## Aim of the exercise
The data shown below should all be retyped exactly.
== Task material ==
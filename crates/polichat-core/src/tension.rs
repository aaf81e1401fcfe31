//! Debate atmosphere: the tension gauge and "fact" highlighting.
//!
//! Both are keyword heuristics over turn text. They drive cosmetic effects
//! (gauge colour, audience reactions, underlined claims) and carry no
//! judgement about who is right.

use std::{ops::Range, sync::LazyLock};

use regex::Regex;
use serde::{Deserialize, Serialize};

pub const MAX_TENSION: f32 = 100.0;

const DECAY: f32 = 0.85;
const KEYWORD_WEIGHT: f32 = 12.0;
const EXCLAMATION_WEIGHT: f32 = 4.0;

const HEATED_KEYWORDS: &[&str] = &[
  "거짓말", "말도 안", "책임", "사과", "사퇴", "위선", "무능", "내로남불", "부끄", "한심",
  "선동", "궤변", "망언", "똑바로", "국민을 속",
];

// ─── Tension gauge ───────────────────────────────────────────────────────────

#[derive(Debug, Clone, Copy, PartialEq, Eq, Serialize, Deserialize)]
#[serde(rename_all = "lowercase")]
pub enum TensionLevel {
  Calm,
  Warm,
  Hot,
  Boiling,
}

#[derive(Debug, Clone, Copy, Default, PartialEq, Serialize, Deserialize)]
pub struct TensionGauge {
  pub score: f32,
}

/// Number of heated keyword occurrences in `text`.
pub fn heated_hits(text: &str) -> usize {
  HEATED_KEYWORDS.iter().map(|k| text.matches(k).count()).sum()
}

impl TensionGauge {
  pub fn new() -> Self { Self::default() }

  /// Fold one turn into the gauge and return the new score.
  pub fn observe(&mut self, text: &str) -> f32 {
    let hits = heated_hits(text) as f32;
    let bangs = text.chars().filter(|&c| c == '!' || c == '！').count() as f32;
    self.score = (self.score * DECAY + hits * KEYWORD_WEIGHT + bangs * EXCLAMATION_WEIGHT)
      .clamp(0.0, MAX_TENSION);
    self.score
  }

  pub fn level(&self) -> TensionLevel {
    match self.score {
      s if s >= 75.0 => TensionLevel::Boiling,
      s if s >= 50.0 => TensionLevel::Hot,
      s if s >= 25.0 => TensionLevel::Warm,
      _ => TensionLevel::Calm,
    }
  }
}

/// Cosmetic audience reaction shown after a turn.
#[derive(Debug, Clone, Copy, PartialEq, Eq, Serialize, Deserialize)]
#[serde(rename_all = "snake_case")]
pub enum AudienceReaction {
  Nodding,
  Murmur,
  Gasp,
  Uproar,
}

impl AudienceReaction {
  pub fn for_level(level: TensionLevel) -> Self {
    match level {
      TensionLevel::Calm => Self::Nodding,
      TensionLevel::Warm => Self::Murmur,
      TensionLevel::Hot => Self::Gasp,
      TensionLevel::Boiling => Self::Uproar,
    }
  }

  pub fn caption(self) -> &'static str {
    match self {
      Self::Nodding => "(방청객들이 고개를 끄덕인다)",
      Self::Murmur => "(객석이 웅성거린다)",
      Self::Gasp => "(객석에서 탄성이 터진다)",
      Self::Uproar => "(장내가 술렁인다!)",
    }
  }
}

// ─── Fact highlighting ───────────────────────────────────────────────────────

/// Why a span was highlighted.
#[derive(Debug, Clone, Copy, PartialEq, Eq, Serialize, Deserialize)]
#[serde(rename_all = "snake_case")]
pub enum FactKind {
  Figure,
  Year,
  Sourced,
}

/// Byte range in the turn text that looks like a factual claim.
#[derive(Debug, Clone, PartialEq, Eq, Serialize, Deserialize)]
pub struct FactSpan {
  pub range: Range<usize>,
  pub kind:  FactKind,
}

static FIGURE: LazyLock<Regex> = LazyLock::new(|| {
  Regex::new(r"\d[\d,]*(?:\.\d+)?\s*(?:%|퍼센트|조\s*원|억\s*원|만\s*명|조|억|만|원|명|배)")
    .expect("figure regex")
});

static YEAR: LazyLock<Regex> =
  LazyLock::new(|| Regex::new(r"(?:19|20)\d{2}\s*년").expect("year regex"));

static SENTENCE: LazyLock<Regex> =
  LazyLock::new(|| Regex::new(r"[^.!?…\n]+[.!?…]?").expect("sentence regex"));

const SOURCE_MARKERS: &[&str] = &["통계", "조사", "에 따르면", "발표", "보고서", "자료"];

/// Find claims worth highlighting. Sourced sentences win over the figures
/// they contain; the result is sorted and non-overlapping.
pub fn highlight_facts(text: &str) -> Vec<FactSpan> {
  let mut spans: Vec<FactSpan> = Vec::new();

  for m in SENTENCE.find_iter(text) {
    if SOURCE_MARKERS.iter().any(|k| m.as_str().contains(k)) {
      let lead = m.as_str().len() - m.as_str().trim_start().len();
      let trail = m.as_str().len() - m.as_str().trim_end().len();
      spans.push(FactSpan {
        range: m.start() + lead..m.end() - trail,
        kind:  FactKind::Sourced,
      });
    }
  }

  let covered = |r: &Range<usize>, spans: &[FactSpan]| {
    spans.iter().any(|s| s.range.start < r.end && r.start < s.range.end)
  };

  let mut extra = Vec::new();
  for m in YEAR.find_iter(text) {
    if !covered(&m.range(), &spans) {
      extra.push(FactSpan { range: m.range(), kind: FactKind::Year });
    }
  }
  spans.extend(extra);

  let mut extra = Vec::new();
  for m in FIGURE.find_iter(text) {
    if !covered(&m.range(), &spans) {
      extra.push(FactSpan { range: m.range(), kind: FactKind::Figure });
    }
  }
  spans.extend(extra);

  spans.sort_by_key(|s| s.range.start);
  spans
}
===
## Response below
filename crates/polichat-core/src/tension.rs
repository aaf81e1401fcfe31
//! Debate atmosphere: the tension gauge and "fact" highlighting.
//!
//! Both are keyword heuristics over turn text. They drive cosmetic effects
//! (gauge colour, audience reactions, underlined claims) and carry no
//! judgement about who is right.

use std::{ops::Range, sync::LazyLock};

use regex::Regex;
use serde::{Deserialize, Serialize};

pub const MAX_TENSION: f32 = 100.0;

const DECAY: f32 = 0.85;
const KEYWORD_WEIGHT: f32 = 12.0;
const EXCLAMATION_WEIGHT: f32 = 4.0;

const HEATED_KEYWORDS: &[&str] = &[
  "거짓말", "말도 안", "책임", "사과", "사퇴", "위선", "무능", "내로남불", "부끄", "한심",
  "선동", "궤변", "망언", "똑바로", "국민을 속",
];

// ─── Tension gauge ───────────────────────────────────────────────────────────

#[derive(Debug, Clone, Copy, PartialEq, Eq, Serialize, Deserialize)]
#[serde(rename_all = "lowercase")]
pub enum TensionLevel {
  Calm,
  Warm,
  Hot,
  Boiling,
}

#[derive(Debug, Clone, Copy, Default, PartialEq, Serialize, Deserialize)]
pub struct TensionGauge {
  pub score: f32,
}

/// Number of heated keyword occurrences in `text`.
pub fn heated_hits(text: &str) -> usize {
  HEATED_KEYWORDS.iter().map(|k| text.matches(k).count()).sum()
}

impl TensionGauge {
  pub fn new() -> Self { Self::default() }

  /// Fold one turn into the gauge and return the new score.
  pub fn observe(&mut self, text: &str) -> f32 {
    let hits = heated_hits(text) as f32;
    let bangs = text.chars().filter(|&c| c == '!' || c == '！').count() as f32;
    self.score = (self.score * DECAY + hits * KEYWORD_WEIGHT + bangs * EXCLAMATION_WEIGHT)
      .clamp(0.0, MAX_TENSION);
    self.score
  }

  pub fn level(&self) -> TensionLevel {
    match self.score {
      s if s >= 75.0 => TensionLevel::Boiling,
      s if s >= 50.0 => TensionLevel::Hot,
      s if s >= 25.0 => TensionLevel::Warm,
      _ => TensionLevel::Calm,
    }
  }
}

/// Cosmetic audience reaction shown after a turn.
#[derive(Debug, Clone, Copy, PartialEq, Eq, Serialize, Deserialize)]
#[serde(rename_all = "snake_case")]
pub enum AudienceReaction {
  Nodding,
  Murmur,
  Gasp,
  Uproar,
}

impl AudienceReaction {
  pub fn for_level(level: TensionLevel) -> Self {
    match level {
      TensionLevel::Calm => Self::Nodding,
      TensionLevel::Warm => Self::Murmur,
      TensionLevel::Hot => Self::Gasp,
      TensionLevel::Boiling => Self::Uproar,
    }
  }

  pub fn caption(self) -> &'static str {
    match self {
      Self::Nodding => "(방청객들이 고개를 끄덕인다)",
      Self::Murmur => "(객석이 웅성거린다)",
      Self::Gasp => "(객석에서 탄성이 터진다)",
      Self::Uproar => "(장내가 술렁인다!)",
    }
  }
}

// ─── Fact highlighting ───────────────────────────────────────────────────────

/// Why a span was highlighted.
#[derive(Debug, Clone, Copy, PartialEq, Eq, Serialize, Deserialize)]
#[serde(rename_all = "snake_case")]
pub enum FactKind {
  Figure,
  Year,
  Sourced,
}

/// Byte range in the turn text that looks like a factual claim.
#[derive(Debug, Clone, PartialEq, Eq, Serialize, Deserialize)]
pub struct FactSpan {
  pub range: Range<usize>,
  pub kind:  FactKind,
}

static FIGURE: LazyLock<Regex> = LazyLock::new(|| {
  Regex::new(r"\d[\d,]*(?:\.\d+)?\s*(?:%|퍼센트|조\s*원|억\s*원|만\s*명|조|억|만|원|명|배)")
    .expect("figure regex")
});

static YEAR: LazyLock<Regex> =
  LazyLock::new(|| Regex::new(r"(?:19|20)\d{2}\s*년").expect("year regex"));

static SENTENCE: LazyLock<Regex> =
  LazyLock::new(|| Regex::new(r"[^.!?…\n]+[.!?…]?").expect("sentence regex"));

const SOURCE_MARKERS: &[&str] = &["통계", "조사", "에 따르면", "발표", "보고서", "자료"];

/// Find claims worth highlighting. Sourced sentences win over the figures
/// they contain; the result is sorted and non-overlapping.
pub fn highlight_facts(text: &str) -> Vec<FactSpan> {
  let mut spans: Vec<FactSpan> = Vec::new();

  for m in SENTENCE.find_iter(text) {
    if SOURCE_MARKERS.iter().any(|k| m.as_str().contains(k)) {
      let lead = m.as_str().len() - m.as_str().trim_start().len();
      let trail = m.as_str().len() - m.as_str().trim_end().len();
      spans.push(FactSpan {
        range: m.start() + lead..m.end() - trail,
        kind:  FactKind::Sourced,
      });
    }
  }

  let covered = |r: &Range<usize>, spans: &[FactSpan]| {
    spans.iter().any(|s| s.range.start < r.end && r.start < s.range.end)
  };

  let mut extra = Vec::new();
  for m in YEAR.find_iter(text) {
    if !covered(&m.range(), &spans) {
      extra.push(FactSpan { range: m.range(), kind: FactKind::Year });
    }
  }
  spans.extend(extra);

  let mut extra = Vec::new();
  for m in FIGURE.find_iter(text) {
    if !covered(&m.range(), &spans) {
      extra.push(FactSpan { range: m.range(), kind: FactKind::Figure });
    }
  }
  spans.extend(extra);

  spans.sort_by_key(|s| s.range.start);
  spans
}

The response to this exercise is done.